Naturally, the Guardian insists, this column was but a joke. But the laughter that echoes from the Left sounds in tones most ominous. All the more so as this call comes after Guardian editors showed embarrassment at their failure to impact this presidential election.
Operation Clark County, post-mortem
The Guardian launched an ambitious program to swing the election for Kerry by having its readers write to “undecided” voters in Clark County, Ohio (county seat: Springfield, just west of Columbus). Clark County had narrowly voted for Al Gore in 2000, although Ohio went to George W. Bush. In this, Guardian editors saw promise. They obtained the list of supposed “undecided” voters (the voters had actually not voted in the previous two primaries; they were not “undecided”) and paired 14,000 Buckeye addresses up with 14,000 willing leftists itching to put pen to paper. (They have also seemingly failed to pay for the use of the voter list as of yet.) They intended to send 42,000 such letters to the county’s voters.
Having Euro-socialists write anti-American diatribes to heartland Midwesterners had predictable results: the county recoiled in horror.
A Kerry voter threw her letter away, thinking it the work of a terrorist, as a “Neil Evans” warned her if Bush won the election she would have to “put on a Canadian accent when traveling abroad.” (He apparently cribbed this phrase from novelist Richard Dawkins, whose published letter uses the same image. So much for originality, eh?)
A Scottish writer called Operation Iraqi Freedom a “farce” in a letter addressed to Sean Brown. Sean’s father, Tony, opened the letter, as his son was currently fighting in that “farce.” “My son will have choice words to say about this that you can’t print,” he assured reporters.
It is clear to see why readers might be alarmed, perusing a collection of these letters published in the Guardian under the headline “America, Let Us Love You Again….” (Again?)
One assumes eyebrows were raised upon receiving a letter from “Mohsin Talukdar from Bangladesh, currently residing in great Britain [sic.],” who describes himself as a “non-practising Muslim by faith; although faith is very important to me, I feel comfortable believing in God and being a human being practising humanity.” (Keep practicing.)
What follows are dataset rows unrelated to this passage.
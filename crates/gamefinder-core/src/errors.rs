use thiserror::Error;

use crate::model::Facet;

#[derive(Error, Debug)]
pub enum SearchError {
    #[error("search engine unavailable: {0}")]
    Upstream(String),
    #[error("search engine timed out")]
    Timeout,
    #[error("invalid engine response: {0}")]
    InvalidResponse(String),
    #[error("{facet} enumeration failed on page {page}: {source}")]
    FacetEnumeration {
        facet: Facet,
        page: usize,
        #[source]
        source: Box<SearchError>,
    },
    #[error("configuration error: {0}")]
    Config(String),
}

impl SearchError {
    /// Short label used for metrics and log fields.
    pub fn kind(&self) -> &'static str {
        match self {
            SearchError::Upstream(_) => "upstream",
            SearchError::Timeout => "timeout",
            SearchError::InvalidResponse(_) => "invalid_response",
            SearchError::FacetEnumeration { .. } => "facet_enumeration",
            SearchError::Config(_) => "config",
        }
    }
}

pub type Result<T> = std::result::Result<T, SearchError>;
A Brit named Stuart Riches told his Ohio counterpart although the two may not seem to have much in common, “we share the pretext that we are both citizens of the free world, living in a democracy.” (Emphasis added.)
In a move that could not have helped Sen. Kerry, Ilona Bossanyi of France told her pen pal Americans live in a “country built upon the principles of democracy but whose very might is in danger of disenfranchising the rest of the world.”
A blacklash ensued. The Springfield News-Sun soon carried banner headlines like, “Butt Out Brits, Voters Say.” Angry Americans sent thousands of e-mails telling the Europeans to mind their own business. Dan Harkins, Chairman of the Clark County Republican Party, summarized, “What the Guardian has done is firm up the Republican base. What a gift.” Last Thursday, Editor Ian Katz packed it in, claiming editors had been the victim of a vast right-wing conspiracy which had hacked into their site and made assigning the rest of the 42,000 Clark County addresses impossible.
The Clinton Connection
There is a Clinton connection to the most recent attack, as well: Guardian Executive News Editor Albert Scardino served as media advisor to Bill Clinton's 1992 presidential campaign. He is also a former press editor for NYC Mayor David Dinkins. This certainly raises questions about whether any domestic figures were involved in planning this effort, and all the legal implications thereof. Thus, the most unwarranted, partisan foreign intrusion in American election history was launched by a Clinton crony. Before pulling the plug, Scardino proclaimed the effort “an overwhelming triumph.”
Two days later, one of his paper’s columnists was screaming for Dubya’s blood.
This final American connection lays everything in place: The president’s leftist opponents – foreign and domestic – feel they have a sacred duty to rig elections around the world to their liking. And if their advice is scorned, they have the right to pursue what Clausewitz called “politics by other means”: physical warfare. The development is not a healthy one for democracies on either side of the Atlantic.
ENDNOTES:
1. It should be noted the neo-Nazis and their racialist ilk, often associated with the “right-wing,” actually share a worldview more compatible with the Left, emphasizing collectivism, regimentation, and tribal identity politics.